**Work order:** Search the entries below. Return every line that has "RequestVmNode" in it.

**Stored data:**
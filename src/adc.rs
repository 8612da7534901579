use crate::LevelSource;

/// 本地定义的阻塞式ADC读取trait。
pub trait Adc {
    type Error;
    fn read(&mut self) -> Result<u16, Self::Error>;
}

/// ADC采样滤波器的trait。
pub trait AdcFilter {
    /// 处理一个新的采样值。
    /// 如果滤波器已准备好输出一个有效值，则返回 `Some(value)`。
    /// 否则返回 `None`，表示需要更多样本。
    fn process(&mut self, new_sample: u16) -> Option<u16>;
}

pub mod filter {
    use super::*;

    /// 原始值滤波器，立即返回结果。
    #[derive(Default)]
    pub struct RawFilter;

    impl AdcFilter for RawFilter {
        fn process(&mut self, new_sample: u16) -> Option<u16> {
            Some(new_sample)
        }
    }

    /// 中位值滤波器，在采集足够样本后输出中间值。
    pub struct MedianFilter<const N: usize> {
        samples: [u16; N],
        index: usize,
    }

    impl<const N: usize> MedianFilter<N> {
        pub fn new() -> Self {
            assert!(N > 0, "MedianFilter requires at least 1 sample");
            Self {
                samples: [0; N],
                index: 0,
            }
        }
    }

    impl<const N: usize> Default for MedianFilter<N> {
        fn default() -> Self {
            Self::new()
        }
    }

    impl<const N: usize> AdcFilter for MedianFilter<N> {
        fn process(&mut self, new_sample: u16) -> Option<u16> {
            self.samples[self.index] = new_sample;
            self.index += 1;

            if self.index < N {
                // 样本还未采满
                return None;
            }

            // 样本已满，计算中位值并重置索引
            self.index = 0;
            self.samples.sort_unstable();
            Some(self.samples[N / 2])
        }
    }
}

/// 一个通过ADC阈值窗口判定按下状态的电平源。
///
/// 适用于经电阻分压读取的按钮：采样值落在窗口内视为按下。
pub struct AdcLevelSource<A: Adc, F: AdcFilter> {
    adc: A,
    filter: F,
    threshold_low: u16,
    threshold_high: u16,
}

impl<A: Adc, F: AdcFilter> AdcLevelSource<A, F> {
    /// 创建一个基于阈值窗口的ADC电平源。
    ///
    /// 采样值落在 `[threshold_low, threshold_high]` 内视为按下。
    pub fn new(adc: A, filter: F, threshold_low: u16, threshold_high: u16) -> Self {
        Self {
            adc,
            filter,
            threshold_low,
            threshold_high,
        }
    }
}

impl<A: Adc, F: AdcFilter> LevelSource for AdcLevelSource<A, F> {
    type Error = A::Error;

    fn probe(&mut self) -> Result<(), Self::Error> {
        self.adc.read().map(|_| ())
    }

    fn is_active(&mut self) -> bool {
        // 连续读取直到滤波器给出输出；MedianFilter<N> 意味着
        // 每个滴答内连续采样 N 次
        loop {
            let sample = match self.adc.read() {
                Ok(sample) => sample,
                Err(_) => return false,
            };
            if let Some(value) = self.filter.process(sample) {
                return value >= self.threshold_low && value <= self.threshold_high;
            }
        }
    }
}
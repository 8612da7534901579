use embassy_time::Duration;

/// 滴答周期。所有阈值都以滴答数为单位，基于这个固定周期。
pub const TICK_INTERVAL: Duration = Duration::from_millis(10);

/// 按滴答数表示的去抖与分类参数。
///
/// 这个结构体允许用户精细调整各种时长相关的行为，
/// 例如短按/长按的分界和事件后的冷却窗口。
#[derive(Debug, Clone, Copy, PartialEq, Eq)]
#[cfg_attr(feature = "defmt", derive(defmt::Format))]
pub struct DebounceConfig {
    /// 短按阈值（滴答数）。
    ///
    /// 电平必须至少持续到这个检查点，松开后才可能被记为一次短按；
    /// 更短的活动只被视为抖动，不产生任何事件。
    pub short_press_ticks: u16,

    /// 长按阈值（滴答数）。
    ///
    /// 按住越过这个检查点即产生长按事件。
    pub long_press_ticks: u16,

    /// 短按事件结算后的冷却窗口（滴答数），期间忽略一切电平变化。
    pub short_dead_ticks: u16,

    /// 长按事件结算后的冷却窗口（滴答数）。
    pub long_dead_ticks: u16,
}

impl DebounceConfig {
    /// 临时分类检查点：短按标志在这里与“已松开”一起结算为短按。
    pub(crate) fn mid_ticks(&self) -> u16 {
        (self.long_press_ticks - self.short_press_ticks) / 2 + self.short_press_ticks
    }
}

impl Default for DebounceConfig {
    /// 提供一套合理的默认配置（10ms 滴答下）。
    ///
    /// - 短按阈值: 10 滴答 (100ms)
    /// - 长按阈值: 100 滴答 (1000ms)
    /// - 短按冷却: 5 滴答 (50ms)
    /// - 长按冷却: 10 滴答 (100ms)
    fn default() -> Self {
        Self {
            short_press_ticks: 10,
            long_press_ticks: 100,
            short_dead_ticks: 5,
            long_dead_ticks: 10,
        }
    }
}
use crate::LevelSource;
use embedded_hal::digital::InputPin;

/// 定义GPIO按钮的有效电平。
#[derive(Clone, Copy, Debug, PartialEq, Eq)]
pub enum ActiveLevel {
    /// 低电平有效（例如，使用上拉电阻，按下时引脚接地）。
    Low,
    /// 高电平有效（例如，使用下拉电阻，按下时引脚接VCC）。
    High,
}

/// 一个直接由GPIO输入引脚采样的电平源。
///
/// 它是最简单的电平源，封装了一个 `InputPin`，
/// 并实现了 `LevelSource` trait。
pub struct GpioLevelSource<P: InputPin> {
    pin: P,
    active_level: ActiveLevel,
}

impl<P: InputPin> GpioLevelSource<P> {
    /// 创建一个新的GPIO电平源。
    ///
    /// # 参数
    /// * `pin`: 一个实现了 `InputPin` 的GPIO引脚。
    /// * `active_level`: 定义了按钮按下时的有效电平 (`ActiveLevel::Low` 或 `ActiveLevel::High`)。
    pub fn new(pin: P, active_level: ActiveLevel) -> Self {
        Self { pin, active_level }
    }
}

impl<P: InputPin> LevelSource for GpioLevelSource<P> {
    type Error = P::Error;

    fn probe(&mut self) -> Result<(), Self::Error> {
        self.pin.is_high().map(|_| ())
    }

    fn is_active(&mut self) -> bool {
        match self.active_level {
            ActiveLevel::Low => self.pin.is_low().unwrap_or(false),
            ActiveLevel::High => self.pin.is_high().unwrap_or(false),
        }
    }
}
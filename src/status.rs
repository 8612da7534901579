use core::cell::Cell;

use embassy_sync::blocking_mutex::raw::CriticalSectionRawMutex;
use embassy_sync::blocking_mutex::Mutex;

use crate::Error;

/// 一次按键事件的分类结果。
#[cfg_attr(feature = "defmt", derive(defmt::Format))]
#[derive(Debug, Clone, Copy, PartialEq, Eq)]
pub enum ButtonPress {
    /// 没有待处理的事件。
    None,
    /// 短按：越过短按阈值后、长按阈值之前松开。
    Short,
    /// 长按：持续按住直到长按阈值。
    Long,
}

/// 指向一个已注册输入的不透明句柄，由 [`register`] 返回。
///
/// [`register`]: crate::DebounceEngine::register
#[cfg_attr(feature = "defmt", derive(defmt::Format))]
#[derive(Debug, Clone, Copy, PartialEq, Eq)]
pub struct InputHandle(pub(crate) usize);

#[derive(Clone, Copy)]
struct SlotState {
    registered: bool,
    auto_acknowledge: bool,
    short: bool,
    long: bool,
}

impl SlotState {
    const IDLE: Self = Self {
        registered: false,
        auto_acknowledge: false,
        short: false,
        long: false,
    };
}

/// 单个输入的事件槽。
///
/// 滴答上下文置位事件标志，应用上下文读取并清除它们；
/// 每个槽有自己的临界区，互不阻塞。
pub(crate) struct EventSlot {
    state: Mutex<CriticalSectionRawMutex, Cell<SlotState>>,
}

impl EventSlot {
    const fn new() -> Self {
        Self {
            state: Mutex::new(Cell::new(SlotState::IDLE)),
        }
    }

    fn update<R>(&self, f: impl FnOnce(&mut SlotState) -> R) -> R {
        self.state.lock(|cell| {
            let mut state = cell.get();
            let result = f(&mut state);
            cell.set(state);
            result
        })
    }

    /// 是否有尚未确认的事件。
    pub(crate) fn pending(&self) -> bool {
        self.state.lock(|cell| {
            let state = cell.get();
            state.short || state.long
        })
    }

    /// 置位一个事件标志。只在滴答上下文中调用。
    pub(crate) fn raise(&self, press: ButtonPress) {
        self.update(|state| match press {
            ButtonPress::Short => state.short = true,
            ButtonPress::Long => state.long = true,
            ButtonPress::None => {}
        });
    }
}

/// 【事件查询端】固定容量的事件槽集合，在滴答任务与应用逻辑之间共享。
///
/// 通常放在 `static` 中，由 [`DebounceEngine`](crate::DebounceEngine)
/// 与应用代码同时持有引用。
pub struct EventBank<const N: usize> {
    slots: [EventSlot; N],
}

impl<const N: usize> EventBank<N> {
    pub const fn new() -> Self {
        Self {
            slots: [const { EventSlot::new() }; N],
        }
    }

    /// 查询一个输入当前待处理的事件。
    ///
    /// 两个标志同时置位时长按优先。若该输入配置了自动确认，
    /// 读取与清除在同一个临界区内完成。
    ///
    /// # 错误
    /// * [`Error::InvalidHandle`]: 句柄对应的槽位从未被注册。
    pub fn check_status(&self, handle: InputHandle) -> Result<ButtonPress, Error> {
        self.with_registered(handle, |state| {
            let press = if state.long {
                ButtonPress::Long
            } else if state.short {
                ButtonPress::Short
            } else {
                ButtonPress::None
            };
            if state.auto_acknowledge && press != ButtonPress::None {
                state.short = false;
                state.long = false;
            }
            press
        })
    }

    /// 无条件清除两个事件标志，让输入回到可分类状态。
    ///
    /// 不会重置冷却计数，事件后的冷却窗口照常生效。
    /// 没有待处理事件时本调用是无害的空操作。
    pub fn acknowledge(&self, handle: InputHandle) -> Result<(), Error> {
        self.with_registered(handle, |state| {
            state.short = false;
            state.long = false;
        })
    }

    /// 设置该输入的自动确认行为，注册之后也可以随时更改。
    pub fn set_auto_acknowledge(&self, handle: InputHandle, enabled: bool) -> Result<(), Error> {
        self.with_registered(handle, |state| state.auto_acknowledge = enabled)
    }

    /// 标记一个槽位已被注册。由引擎在注册路径上调用。
    pub(crate) fn attach(&self, index: usize, auto_acknowledge: bool) -> InputHandle {
        self.slots[index].update(|state| {
            state.registered = true;
            state.auto_acknowledge = auto_acknowledge;
        });
        InputHandle(index)
    }

    pub(crate) fn slots(&self) -> &[EventSlot] {
        &self.slots
    }

    fn with_registered<R>(
        &self,
        handle: InputHandle,
        f: impl FnOnce(&mut SlotState) -> R,
    ) -> Result<R, Error> {
        let slot = self.slots.get(handle.0).ok_or(Error::InvalidHandle)?;
        slot.state.lock(|cell| {
            let mut state = cell.get();
            if !state.registered {
                return Err(Error::InvalidHandle);
            }
            let result = f(&mut state);
            cell.set(state);
            Ok(result)
        })
    }
}
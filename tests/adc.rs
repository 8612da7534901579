use core::cell::Cell;
use core::convert::Infallible;
use std::collections::VecDeque;
use std::rc::Rc;

use embassy_polled_button::{
    adc::{
        filter::{MedianFilter, RawFilter},
        Adc, AdcFilter, AdcLevelSource,
    },
    config::DebounceConfig,
    ButtonPress, DebounceEngine, Error, EventBank, LevelSource,
};

// --- Mock Hardware (模拟硬件) ---

// 1. 模拟一个电压可以被测试动态改变的ADC
struct MockAdc {
    value: Rc<Cell<u16>>,
}
impl Adc for MockAdc {
    type Error = Infallible;
    fn read(&mut self) -> Result<u16, Self::Error> {
        Ok(self.value.get())
    }
}

// 2. 按脚本逐次返回采样值的ADC
struct ScriptedAdc {
    samples: VecDeque<u16>,
}
impl Adc for ScriptedAdc {
    type Error = Infallible;
    fn read(&mut self) -> Result<u16, Self::Error> {
        Ok(self.samples.pop_front().unwrap_or(0))
    }
}

// 3. 读取永远失败的ADC
struct BrokenAdc;

#[derive(Debug)]
struct BrokenAdcError;
impl Adc for BrokenAdc {
    type Error = BrokenAdcError;
    fn read(&mut self) -> Result<u16, Self::Error> {
        Err(BrokenAdcError)
    }
}

const THRESHOLD_LOW: u16 = 900;
const THRESHOLD_HIGH: u16 = 1100;

#[test]
fn window_compare_decides_active_state() {
    let value = Rc::new(Cell::new(0));
    let mut source = AdcLevelSource::new(
        MockAdc {
            value: value.clone(),
        },
        RawFilter,
        THRESHOLD_LOW,
        THRESHOLD_HIGH,
    );

    assert!(!source.is_active());
    value.set(1000);
    assert!(source.is_active());
    // 窗口边界本身算按下，越界则不算
    value.set(THRESHOLD_HIGH);
    assert!(source.is_active());
    value.set(THRESHOLD_HIGH + 1);
    assert!(!source.is_active());
}

#[test]
fn median_filter_rejects_single_sample_spikes() {
    let mut filter = MedianFilter::<3>::new();

    assert_eq!(filter.process(0), None);
    assert_eq!(filter.process(4095), None); // 尖刺
    assert_eq!(filter.process(10), Some(10));
}

#[test]
fn median_filtered_source_ignores_spikes() {
    // 三个样本里只有一个落在窗口内，中位值仍在窗口外
    let adc = ScriptedAdc {
        samples: VecDeque::from([0, 1000, 0]),
    };
    let mut source = AdcLevelSource::new(adc, MedianFilter::<3>::new(), THRESHOLD_LOW, THRESHOLD_HIGH);
    assert!(!source.is_active());

    // 多数样本在窗口内时按下成立
    let adc = ScriptedAdc {
        samples: VecDeque::from([1000, 0, 1010]),
    };
    let mut source = AdcLevelSource::new(adc, MedianFilter::<3>::new(), THRESHOLD_LOW, THRESHOLD_HIGH);
    assert!(source.is_active());
}

#[test]
fn unreadable_adc_is_rejected_at_registration() {
    let events = EventBank::<1>::new();
    let mut engine = DebounceEngine::new(&events, DebounceConfig::default());

    assert_eq!(
        engine
            .register(
                AdcLevelSource::new(BrokenAdc, RawFilter, THRESHOLD_LOW, THRESHOLD_HIGH),
                false,
            )
            .unwrap_err(),
        Error::InvalidSource
    );
}

#[test]
fn adc_button_classifies_short_press() {
    let events = EventBank::<1>::new();
    let value = Rc::new(Cell::new(0));
    let mut engine = DebounceEngine::new(&events, DebounceConfig::default());
    let handle = engine
        .register(
            AdcLevelSource::new(
                MockAdc {
                    value: value.clone(),
                },
                RawFilter,
                THRESHOLD_LOW,
                THRESHOLD_HIGH,
            ),
            false,
        )
        .unwrap();

    // 电压进入窗口 15 个滴答后回落：一次短按
    value.set(1000);
    for _ in 0..15 {
        engine.tick();
    }
    value.set(0);
    for _ in 0..45 {
        engine.tick();
    }
    assert_eq!(events.check_status(handle).unwrap(), ButtonPress::Short);
}
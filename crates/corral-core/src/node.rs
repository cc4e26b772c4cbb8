//! Node identity, roles, and self-reported state.

use serde::{Deserialize, Serialize};

use crate::protocol::PacketKind;

/// Opaque node identifier, assigned by the dispatcher at registration and
/// never changed afterwards.
pub type NodeId = u32;

/// The two worker roles of the cluster.
#[derive(Debug, Clone, Copy, PartialEq, Eq, Hash, Serialize, Deserialize)]
#[serde(rename_all = "lowercase")]
pub enum NodeRole {
    /// Executes the target under instrumentation and produces traces.
    Vm,
    /// Replays traces symbolically and produces test cases.
    Svm,
}

impl NodeRole {
    /// Short display label used in the status table and log paths.
    #[must_use]
    pub const fn label(&self) -> &'static str {
        match self {
            Self::Vm => "vm",
            Self::Svm => "svm",
        }
    }

    /// Map a registration packet kind to the role it announces.
    #[must_use]
    pub const fn from_registration(kind: PacketKind) -> Option<Self> {
        match kind {
            PacketKind::RequestVmNode => Some(Self::Vm),
            PacketKind::RequestSvmNode => Some(Self::Svm),
            _ => None,
        }
    }
}

impl std::fmt::Display for NodeRole {
    fn fmt(&self, f: &mut std::fmt::Formatter<'_>) -> std::fmt::Result {
        f.write_str(self.label())
    }
}

/// A worker's self-reported state, refreshed on every status poll.
///
/// The counts are queue depths on the worker side and are **not**
/// monotonic: a worker draining its queues makes them shrink between
/// polls, so every transmit loop re-reads the latest report instead of
/// assuming growth.
#[derive(Debug, Clone, PartialEq, Eq, Serialize, Deserialize)]
#[serde(deny_unknown_fields)]
pub struct NodeStatus {
    /// Dispatcher-assigned identity.
    pub id: NodeId,
    /// Role announced at registration.
    pub role: NodeRole,
    /// Whether the worker is currently executing or replaying.
    pub active: bool,
    /// Traces buffered on the worker, waiting for the dispatcher.
    pub trace_count: u64,
    /// Test cases buffered on the worker.
    pub test_case_count: u64,
    /// Error reports buffered on the worker.
    pub error_count: u64,
}

impl Default for NodeStatus {
    fn default() -> Self {
        Self {
            id: 0,
            role: NodeRole::Vm,
            active: false,
            trace_count: 0,
            test_case_count: 0,
            error_count: 0,
        }
    }
}

/// An error report produced on a worker and drained by the dispatcher.
#[derive(Debug, Clone, PartialEq, Eq, Serialize, Deserialize)]
#[serde(deny_unknown_fields)]
pub struct NodeError {
    /// Worker-rendered description of what went wrong.
    pub log: String,
}

impl NodeError {
    /// Build an error report from anything printable.
    #[must_use]
    pub fn new(log: impl Into<String>) -> Self {
        Self { log: log.into() }
    }
}
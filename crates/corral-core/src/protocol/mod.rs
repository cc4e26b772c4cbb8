//! Cluster wire protocol.
//!
//! Every exchange between the dispatcher and a worker node is a single
//! frame: a fixed 12-byte header followed by `size` bytes of payload.
//!
//! ```text
//! +-----------+-----------+-----------+------------------+
//! | id (4 BE) | kind (4)  | size (4)  | payload          |
//! +-----------+-----------+-----------+------------------+
//! ```
//!
//! The protocol stack is organized in layers:
//!
//! ```text
//! ┌─────────────────────────────────────────┐
//! │        Domain payloads (JSON)           │  wire::{read,write}_message
//! ├─────────────────────────────────────────┤
//! │        Framing (header + size cap)      │  framing::FramedStream
//! ├─────────────────────────────────────────┤
//! │        Byte stream (TCP)                │
//! └─────────────────────────────────────────┘
//! ```
//!
//! The dispatcher initiates every exchange except the initial registration,
//! in which a freshly connected worker announces its role with a
//! [`PacketKind::RequestVmNode`] or [`PacketKind::RequestSvmNode`] frame.
//!
//! # Invariants
//!
//! - Frame payloads never exceed [`error::MAX_FRAME_SIZE`]; the size field
//!   is validated before any allocation.
//! - `PacketHeader` encoding is deterministic: decoding the 12 encoded
//!   bytes yields the original header.

pub mod error;
pub mod framing;
pub mod wire;

use serde::{Deserialize, Serialize};

pub use error::{ProtocolError, ProtocolResult, MAX_FRAME_SIZE};
pub use framing::FramedStream;

use self::error::unknown_kind;

/// Fixed-size frame header preceding every payload.
#[derive(Debug, Clone, Copy, PartialEq, Eq, Serialize, Deserialize)]
pub struct PacketHeader {
    /// Node id the frame concerns. Zero before registration completes.
    pub id: u32,
    /// Discriminant of [`PacketKind`].
    pub kind: u32,
    /// Payload length in bytes.
    pub size: u32,
}

/// Encoded length of a [`PacketHeader`] on the wire.
pub const HEADER_LEN: usize = 12;

impl PacketHeader {
    /// Build a header for the given node and message kind.
    #[must_use]
    pub const fn new(id: u32, kind: PacketKind, size: u32) -> Self {
        Self {
            id,
            kind: kind as u32,
            size,
        }
    }

    /// Encode into the 12-byte big-endian wire representation.
    #[must_use]
    pub fn encode(&self) -> [u8; HEADER_LEN] {
        let mut buf = [0u8; HEADER_LEN];
        buf[0..4].copy_from_slice(&self.id.to_be_bytes());
        buf[4..8].copy_from_slice(&self.kind.to_be_bytes());
        buf[8..12].copy_from_slice(&self.size.to_be_bytes());
        buf
    }

    /// Decode from the 12-byte big-endian wire representation.
    #[must_use]
    pub fn decode(buf: &[u8; HEADER_LEN]) -> Self {
        Self {
            id: u32::from_be_bytes([buf[0], buf[1], buf[2], buf[3]]),
            kind: u32::from_be_bytes([buf[4], buf[5], buf[6], buf[7]]),
            size: u32::from_be_bytes([buf[8], buf[9], buf[10], buf[11]]),
        }
    }

    /// Interpret the `kind` field.
    ///
    /// # Errors
    ///
    /// Returns [`ProtocolError::UnknownPacketKind`] for discriminants no
    /// [`PacketKind`] maps to.
    pub fn packet_kind(&self) -> ProtocolResult<PacketKind> {
        PacketKind::try_from(self.kind)
    }
}

/// Every message type exchanged on a cluster connection.
#[derive(Debug, Clone, Copy, PartialEq, Eq, Hash)]
#[repr(u32)]
pub enum PacketKind {
    /// A connecting worker announces itself as a VM node.
    RequestVmNode = 1,
    /// A connecting worker announces itself as an SVM node.
    RequestSvmNode = 2,
    /// Dispatcher pushes the full option tree.
    Config = 3,
    /// Image fingerprint, either direction.
    ImageInfo = 4,
    /// Dispatcher asks a VM node for its current image fingerprint.
    ImageInfoRequest = 5,
    /// Compressed OS image payload.
    Image = 6,
    /// Dispatcher tells a configured node to begin executing.
    Commence = 7,
    /// Dispatcher asks for a status report.
    StatusRequest = 8,
    /// Worker status report.
    Status = 9,
    /// Dispatcher asks a VM node to hand over buffered traces.
    TraceRequest = 10,
    /// A batch of traces, either direction.
    Trace = 11,
    /// Dispatcher asks an SVM node to hand over generated test cases.
    TestCaseRequest = 12,
    /// A batch of test cases, either direction.
    TestCase = 13,
    /// Dispatcher asks for the worker's buffered error reports.
    ErrorLogRequest = 14,
    /// Worker error reports.
    ErrorLog = 15,
    /// Dispatcher resets a worker for the next target.
    Reset = 16,
    /// Dispatcher names the next target program.
    NextTarget = 17,
}

impl PacketKind {
    /// Stable lowercase name, used in logs and error messages.
    #[must_use]
    pub const fn name(&self) -> &'static str {
        match self {
            Self::RequestVmNode => "request_vm_node",
            Self::RequestSvmNode => "request_svm_node",
            Self::Config => "config",
            Self::ImageInfo => "image_info",
            Self::ImageInfoRequest => "image_info_request",
            Self::Image => "image",
            Self::Commence => "commence",
            Self::StatusRequest => "status_request",
            Self::Status => "status",
            Self::TraceRequest => "trace_request",
            Self::Trace => "trace",
            Self::TestCaseRequest => "test_case_request",
            Self::TestCase => "test_case",
            Self::ErrorLogRequest => "error_log_request",
            Self::ErrorLog => "error_log",
            Self::Reset => "reset",
            Self::NextTarget => "next_target",
        }
    }
}

impl TryFrom<u32> for PacketKind {
    type Error = ProtocolError;

    fn try_from(value: u32) -> ProtocolResult<Self> {
        Ok(match value {
            1 => Self::RequestVmNode,
            2 => Self::RequestSvmNode,
            3 => Self::Config,
            4 => Self::ImageInfo,
            5 => Self::ImageInfoRequest,
            6 => Self::Image,
            7 => Self::Commence,
            8 => Self::StatusRequest,
            9 => Self::Status,
            10 => Self::TraceRequest,
            11 => Self::Trace,
            12 => Self::TestCaseRequest,
            13 => Self::TestCase,
            14 => Self::ErrorLogRequest,
            15 => Self::ErrorLog,
            16 => Self::Reset,
            17 => Self::NextTarget,
            other => return Err(unknown_kind(other)),
        })
    }
}

impl std::fmt::Display for PacketKind {
    fn fmt(&self, f: &mut std::fmt::Formatter<'_>) -> std::fmt::Result {
        f.write_str(self.name())
    }
}
//! OS image fingerprints and payloads.
//!
//! A VM node runs the target inside a guest OS image. [`ImageInfo`] is the
//! compact fingerprint (name, size, SHA-256) both sides compare to decide
//! whether a node needs re-imaging; [`OsImage`] is the gzip-compressed
//! payload shipped when it does.

use std::fs::File;
use std::io::Read;
use std::path::{Path, PathBuf};

use flate2::read::GzDecoder;
use flate2::write::GzEncoder;
use flate2::Compression;
use serde::{Deserialize, Serialize};
use sha2::{Digest, Sha256};
use thiserror::Error;

/// Errors from image fingerprinting and packaging.
#[derive(Debug, Error)]
pub enum ImageError {
    /// The configured image file does not exist.
    #[error("image file missing: {}", path.display())]
    FileMissing {
        /// The missing path.
        path: PathBuf,
    },

    /// Reading or compressing the image failed.
    #[error("image i/o error at {}: {source}", path.display())]
    Io {
        /// The file involved.
        path: PathBuf,
        /// Underlying I/O error.
        #[source]
        source: std::io::Error,
    },
}

/// Compact fingerprint of an OS image.
///
/// An empty `file_name` means "no image": a node reporting it always
/// fails validation and gets re-imaged.
#[derive(Debug, Clone, PartialEq, Eq, Default, Serialize, Deserialize)]
#[serde(deny_unknown_fields)]
pub struct ImageInfo {
    /// Base name of the image file.
    pub file_name: String,
    /// Size of the uncompressed image in bytes.
    pub size: u64,
    /// Hex-encoded SHA-256 of the image contents.
    pub hash: String,
}

impl ImageInfo {
    /// Fingerprint the image at `path`.
    ///
    /// # Errors
    ///
    /// [`ImageError::FileMissing`] if the path does not exist,
    /// [`ImageError::Io`] on read failure.
    pub fn from_file(path: &Path) -> Result<Self, ImageError> {
        if !path.exists() {
            return Err(ImageError::FileMissing {
                path: path.to_path_buf(),
            });
        }
        let mut file = File::open(path).map_err(|source| ImageError::Io {
            path: path.to_path_buf(),
            source,
        })?;

        let mut hasher = Sha256::new();
        let mut size = 0u64;
        let mut buf = [0u8; 64 * 1024];
        loop {
            let n = file.read(&mut buf).map_err(|source| ImageError::Io {
                path: path.to_path_buf(),
                source,
            })?;
            if n == 0 {
                break;
            }
            size += n as u64;
            hasher.update(&buf[..n]);
        }

        Ok(Self {
            file_name: path
                .file_name()
                .map(|n| n.to_string_lossy().into_owned())
                .unwrap_or_default(),
            size,
            hash: hex::encode(hasher.finalize()),
        })
    }

    /// Whether the fingerprint denotes an absent image.
    #[must_use]
    pub fn is_empty(&self) -> bool {
        self.file_name.is_empty()
    }
}

/// Gzip-compressed OS image payload.
#[derive(Debug, Clone, PartialEq, Eq, Serialize, Deserialize)]
#[serde(deny_unknown_fields)]
pub struct OsImage {
    /// Base name of the image file.
    pub file_name: String,
    /// Gzip-compressed image bytes.
    #[serde(with = "serde_bytes")]
    pub data: Vec<u8>,
}

impl OsImage {
    /// Package the image at `path` for transmission.
    ///
    /// # Errors
    ///
    /// [`ImageError::FileMissing`] if the path does not exist,
    /// [`ImageError::Io`] on read or compression failure.
    pub fn from_image_file(path: &Path) -> Result<Self, ImageError> {
        if !path.exists() {
            return Err(ImageError::FileMissing {
                path: path.to_path_buf(),
            });
        }
        let io_err = |source| ImageError::Io {
            path: path.to_path_buf(),
            source,
        };

        let mut file = File::open(path).map_err(io_err)?;
        let mut encoder = GzEncoder::new(Vec::new(), Compression::default());
        std::io::copy(&mut file, &mut encoder).map_err(io_err)?;
        let data = encoder.finish().map_err(io_err)?;

        Ok(Self {
            file_name: path
                .file_name()
                .map(|n| n.to_string_lossy().into_owned())
                .unwrap_or_default(),
            data,
        })
    }

    /// Decompress the payload back to raw image bytes.
    ///
    /// # Errors
    ///
    /// Returns the underlying I/O error on corrupt gzip data.
    pub fn decompress(&self) -> std::io::Result<Vec<u8>> {
        let mut decoder = GzDecoder::new(&self.data[..]);
        let mut out = Vec::new();
        decoder.read_to_end(&mut out)?;
        Ok(out)
    }
}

**Result for this exercise:**
            PacketKind::RequestVmNode => Some(Self::Vm),
//! [`PacketKind::RequestVmNode`] or [`PacketKind::RequestSvmNode`] frame.
    RequestVmNode = 1,
            Self::RequestVmNode => "request_vm_node",
            1 => Self::RequestVmNode,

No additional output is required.